Laravel Best Practices

After a few code reviews, I learned a few good "rule of thumb" from my senior developer to make a codebase more maintainable - for us to be kind for Charlie The Future Dev.

Use named routes!

When creating endpoints that don't follow the usual Laravel's Resource (i.e. 'create', 'index', 'show', etc.), it is a good idea to name the route. This will help during debugging process, when devs use artisan route:list to see the list of routes. It's more organised!

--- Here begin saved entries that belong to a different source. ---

//! CLI error types.

use thiserror::Error;

/// CLI-specific errors.
#[derive(Debug, Error)]
pub enum CliError {
    /// Certificate, key or configuration failure from the library.
    #[error(transparent)]
    Pki(#[from] scm_pki::Error),

    /// Invalid argument.
    #[error("invalid argument: {0}")]
    InvalidArgument(String),

    /// Output formatting error.
    #[error("format error: {0}")]
    Format(String),

    /// IO error while writing output.
    #[error("IO error: {0}")]
    Io(#[from] std::io::Error),
}

#[cfg(test)]
mod tests {
    use super::*;
    use std::path::PathBuf;

    #[test]
    fn cli_error_display_invalid_argument() {
        let err = CliError::InvalidArgument("--out has no file name".into());
        assert_eq!(err.to_string(), "invalid argument: --out has no file name");
    }

    #[test]
    fn cli_error_wraps_library_error() {
        let err = CliError::from(scm_pki::Error::FileAlreadyExists {
            path: PathBuf::from("/tmp/certificate.crt"),
        });
        assert!(matches!(err, CliError::Pki(_)));
        assert!(err.to_string().contains("/tmp/certificate.crt"));
    }

    #[test]
    fn cli_error_from_io_error() {
        let io_err = std::io::Error::new(std::io::ErrorKind::BrokenPipe, "closed");
        let cli_err = CliError::from(io_err);
        assert!(matches!(cli_err, CliError::Io(_)));
    }
}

For example, an CustomController with __invokable() function for /customs/ route.

If we only do this:

// in routes/api.php
Route::get('/customs`, CustomController::class);

The output of artisan route:list will be:

/customs ... CustomController

If we add a named route,

// in routes/api.php
Route::get('/customs', CustomController::class)->named('customs.user-customs.index');

The output of artisan route:list will be:

/customs ... customs.user-customs.index > CustomController

In this isolated example, it might not make a huge difference. However, if you are using different Controllers for the same group of resource, it would make more sense for Charlie The Future Dev to understand how the different Controllers relate to one another.

Route::resource('keyboards', KeyboardController::class);
Route::get('keyboards/{id}/keycap-options', KeyboardKeycapController::class)->named('keyboards.keycaps.index');

In the artisan route:list, the correlation between the Controllers can be seen in the route names implicitly.

/keyboards ..... keyboards.index > KeyboardController@index
/keyboards/{keyboard}/keycap-options ..... keyboards.keycaps.index > KeyboardKeycaps

Use Eloquent if possible!

In Laravel, you can get data from the database in 2 possible ways:

  1. Eloquent, the built-in ORM
  2. Database queries Because we have access to Eloquent, it will be more robust to access data using the Eloquent models compared to raw database queries. The primary reason is that Eloquent models contains relationship data, while database queries do not.

The existence of relationship data in Eloquent models allow devs to access relational data in a more error prone way, especially compared to a database query.

For example, let's say we have a Keyboard model, with a many-to-many relationship with KeycapOptions

// Eloquent way
$keyboard = Keyboard::find(1);
$keycap_options = $keyboard->keycap_options;

// vs. DB queries
$keyboard_options = 
	DB::table('keyboard_keycap_options')
		->where('keyboard_id', '=', 1)
		->get();

What if you made a migration change: field name change or table name change? Instead of updating it in one place (the model), you have to go through every database query referencing the changed migration.

Of course, this is a very contrived scenario. However, the general rule of thumb still stands - use Eloquent (i.e. the model instance itself) to retrieve data where possible.

This does not mean that database queries are useless! It is still useful if you want to do your own RAW SQL statements, or complex database-specific queries where Eloquent does not support it.